Introducing Tajinder Panesor, one of your board members
I’ve been working at the Institute of Physics, the professional body and learned society for physics, since March 2000, when I took up a role with the science policy team. In July 2014 I became the Head of International and became responsible for international affairs.
In June 2016, I took on responsibility for the valued-based offer, recruitment and engagement, and the provision of careers and CPD resources in support of the professional development of members, as the Head of Member Services. This role coincided with a major change programme where we reviewed our membership categories, fees regime, and redefined the value-based offer. As of July 2018 I took on additional responsibility for membership administration, and professional registration and progression, and I’m currently employed as the Head of Membership, where I’m overseeing a team that is adapting to a new CRM, using digital platforms as a means to engage members, and running campaigns to recruit early career physicists, attract more females into fellowship, promoting our professional registers, and better engaging with physicists based in industry.
At the IOP, we often talk about a 'right-sized' membership, where we aim to truly engage with our members, rather than growth for growth's sake (not that I don’t want to increase the number of members across our new, reduced set of categories). We want as many of our membership to be actively involved with our programmes and activities and that is something that I would seek for the IAL.
Earlier this year, the IOP launched its new five-year strategy, Unlocking the Future, to help transform the physics landscape for the UK and Ireland, and ensure a thriving physics ecosystem that will contribute to innovation, discovery, research, growth and debate in the UK, Ireland and beyond.
The strategy focuses on three major, interconnected challenges:
Diversity and skills: we need to ensure that our physics community reflects the diversity we observe in society, in its broadest sense. Additionally, we need to gather evidence to better understand what skills sets will be needed in the future; anecdotally, we understand that employers are demanding more people with technical skills.
Unlocking potential: this challenge will look to address the UK and the ROI government targets of increasing investment in R&D to 2.4% of GDP and 2.5% of GNP, respectively; we will also have an important role to encourage investment to realise these targets from both the public and private sectors.
Public dialogue: whilst we have always valued the importance of public engagement via our programmes, our plans in the new strategic period are to take a radically different approach leading to 10% of the population having a meaningful engagement with physics, and, of those, 1% continuing to remain engaged.

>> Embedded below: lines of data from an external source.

//! `sortlab` command-line tool.
//!
//! Runs a single instrumented sort, plays or exports an animation, or runs
//! the benchmark and writes its table, report and chart.

use std::path::{Path, PathBuf};
use std::thread;

use anyhow::{Context, Result};
use clap::{Args, Parser, Subcommand};
use serde_json::json;
use tracing::info;

use sortlab::animation::{frame_interval, Animation};
use sortlab::chart::write_performance_svg;
use sortlab::config::{AnimationConfig, BenchmarkConfig, SelfSwapPolicy, SortOptions};
use sortlab::generator::shuffled_range;
use sortlab::value::parse_values;
use sortlab::{run_benchmarks, Algorithm, SortEngine, Value};

/// Instrumented classical sorting algorithms
#[derive(Parser, Debug)]
#[command(author, version, about, long_about = None)]
struct Cli {
    #[command(subcommand)]
    command: Command,
}

#[derive(Subcommand, Debug)]
enum Command {
    /// Sort one input and print the result with its metrics as JSON
    Run(RunArgs),
    /// Play a sort in the terminal, or save its frames as JSON
    Animate(AnimateArgs),
    /// Benchmark all algorithms and write table, report and chart
    Bench(BenchArgs),
}

/// Input selection shared by `run` and `animate`.
#[derive(Args, Debug)]
struct InputArgs {
    /// File of whitespace- or comma-separated values
    #[arg(long)]
    input: Option<PathBuf>,

    /// Size of the generated permutation when no input file is given
    #[arg(long)]
    n: Option<usize>,

    /// Seed for the generated permutation
    #[arg(long)]
    seed: Option<u64>,
}

#[derive(Args, Debug)]
struct RunArgs {
    /// Algorithm: bubble, insertion, selection, merge or quick
    #[arg(long)]
    alg: Algorithm,

    #[command(flatten)]
    input: InputArgs,

    /// Do not record or count swaps whose two positions coincide
    #[arg(long, default_value_t = false)]
    skip_self_swaps: bool,
}

#[derive(Args, Debug)]
struct AnimateArgs {
    /// Algorithm: bubble, insertion, selection, merge or quick
    #[arg(long)]
    alg: Algorithm,

    #[command(flatten)]
    input: InputArgs,

    /// Write the frames to a JSON file instead of playing them
    #[arg(long, default_value_t = false)]
    save: bool,

    /// Directory for saved animations
    #[arg(long, default_value = "output")]
    output_dir: PathBuf,

    /// Playback speed in frames per second
    #[arg(long)]
    fps: Option<u32>,
}

#[derive(Args, Debug)]
struct BenchArgs {
    /// TOML benchmark configuration
    #[arg(long)]
    config: Option<PathBuf>,

    /// Comma-separated input sizes
    #[arg(long, value_delimiter = ',')]
    sizes: Option<Vec<usize>>,

    /// Trials per (algorithm, distribution, size)
    #[arg(long)]
    trials: Option<usize>,

    /// Seed for input generation
    #[arg(long)]
    seed: Option<u64>,

    /// Worker threads
    #[arg(long)]
    workers: Option<usize>,

    /// Directory for the table, report and chart
    #[arg(long, default_value = "output")]
    output_dir: PathBuf,
}

fn main() -> Result<()> {
    let cli = Cli::parse();

    tracing_subscriber::fmt()
        .with_env_filter(
            tracing_subscriber::EnvFilter::try_from_default_env()
                .unwrap_or_else(|_| "info".into()),
        )
        .with_writer(std::io::stderr)
        .init();

    match cli.command {
        Command::Run(args) => run(&args),
        Command::Animate(args) => animate(&args),
        Command::Bench(args) => bench(args),
    }
}

fn load_input(args: &InputArgs, defaults: &AnimationConfig) -> Result<Vec<Value>> {
    if let Some(path) = &args.input {
        let text = std::fs::read_to_string(path)
            .with_context(|| format!("failed to read input file {}", path.display()))?;
        return Ok(parse_values(&text));
    }
    let n = args.n.unwrap_or(defaults.n);
    let seed = args.seed.unwrap_or(defaults.seed);
    Ok(shuffled_range(n, seed).into_iter().map(Value::Int).collect())
}

fn run(args: &RunArgs) -> Result<()> {
    let input = load_input(&args.input, &AnimationConfig::default())?;
    let options = SortOptions {
        self_swaps: if args.skip_self_swaps {
            SelfSwapPolicy::Skip
        } else {
            SelfSwapPolicy::Count
        },
    };

    let run = SortEngine::new(options)
        .run(args.alg, input)
        .with_context(|| format!("{} failed", args.alg.title()))?;

    let out = json!({
        "algorithm": args.alg,
        "stable": args.alg.is_stable(),
        "sorted": run.sorted,
        "metrics": run.metrics,
    });
    println!("{}", serde_json::to_string_pretty(&out)?);
    Ok(())
}

fn animate(args: &AnimateArgs) -> Result<()> {
    let defaults = AnimationConfig::default();
    let input = load_input(&args.input, &defaults)?;

    let traced = SortEngine::new(defaults.options)
        .run_traced(args.alg, &input)
        .with_context(|| format!("{} failed", args.alg.title()))?;
    let animation = Animation::from_trace(args.alg, &traced.trace);
    info!(
        algorithm = args.alg.name(),
        frames = animation.len(),
        comparisons = traced.metrics.comparisons,
        swaps = traced.metrics.swaps,
        "trace recorded"
    );

    if args.save {
        let path = animation.save_json(&args.output_dir)?;
        info!(path = %path.display(), "animation saved");
        return Ok(());
    }

    let interval = frame_interval(args.fps.unwrap_or(defaults.fps));
    for frame in &animation.frames {
        print!("\x1b[2J\x1b[H{}", frame.render_text());
        thread::sleep(interval);
    }
    println!("{} {:?}", args.alg.title(), traced.metrics);
    Ok(())
}

fn bench(args: BenchArgs) -> Result<()> {
    let mut config = match &args.config {
        Some(path) => BenchmarkConfig::load(path)?,
        None => BenchmarkConfig::default(),
    };
    if let Some(sizes) = args.sizes {
        config.sizes = sizes;
    }
    if let Some(trials) = args.trials {
        config.trials = trials;
    }
    if let Some(seed) = args.seed {
        config.seed = seed;
    }
    if let Some(workers) = args.workers {
        config.workers = workers;
    }
    config.validate()?;

    let report = run_benchmarks(&config)?;
    write_outputs(&report, &args.output_dir)?;

    println!(
        "{:<16}{:<14}{:>8}{:>16}{:>16}{:>16}",
        "algorithm", "distribution", "n", "time (s)", "comparisons", "swaps"
    );
    for row in &report.summary {
        let fmt = |v: Option<f64>, precision: usize| {
            v.map_or_else(|| "-".to_string(), |x| format!("{x:.precision$}"))
        };
        println!(
            "{:<16}{:<14}{:>8}{:>16}{:>16}{:>16}",
            row.algorithm.name(),
            row.distribution.name(),
            row.input_size,
            fmt(row.time_seconds, 6),
            fmt(row.comparisons, 1),
            fmt(row.swaps, 1),
        );
    }
    Ok(())
}

fn write_outputs(report: &sortlab::BenchmarkReport, dir: &Path) -> Result<()> {
    std::fs::create_dir_all(dir)
        .with_context(|| format!("failed to create output directory {}", dir.display()))?;
    report.write_csv(dir.join("benchmark_table.csv"))?;
    report.write_json(dir.join("benchmark_results.json"))?;
    write_performance_svg(report, dir.join("sorting_performance.svg"))?;
    info!(dir = %dir.display(), failed_trials = report.failed_trials(), "benchmark outputs written");
    Ok(())
}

As well as developing significant programmes that will help to meet these challenges, the IOP is also launching a £10 million ‘challenge fund’ that will seek to identify, and fund, projects with partners who share these ambitions and who can help to accelerate change.
Even though this Strategy is more externally focused than the previous one, the challenge of engaging and supporting our membership base remains a high priority.
My vision for a successful, contemporary membership organisation is based on the need to engage with the next generation of members by empowering them to take ownership of their engagement opportunities, one that is open and inclusive to a broader community, and one that balances modern trends in digital with the traditions associated with organisations that support the professional development of members.
One of the major programmes of work for 2020 will be the introduction of mandatory CPD for all holders of our professional registers such as Chartered Physicist. Our professional registers are a mark of commitment and professionalism – and are rapidly becoming vital prerequisites for continued employability.
Therefore, ensuring that holders of a register maintain their professional skills is of paramount importance to not only maintain the integrity of the registers, but to support members to ensure their skills and competences are up-to-date enabling them to both have successful careers and make invaluable contributions to society through science and innovation.
Finally, as for me, I believe I have found my ‘home’ in membership and feel more comfortable in this space than I did, say, within science policy. Being a board member for the IAL is something which I am extremely proud of and I thank Lee and co. for showing their faith in me as an aspiring leader for the future – near future, as I hope to realise my ambitions of becoming a director/CEO sooner rather than later.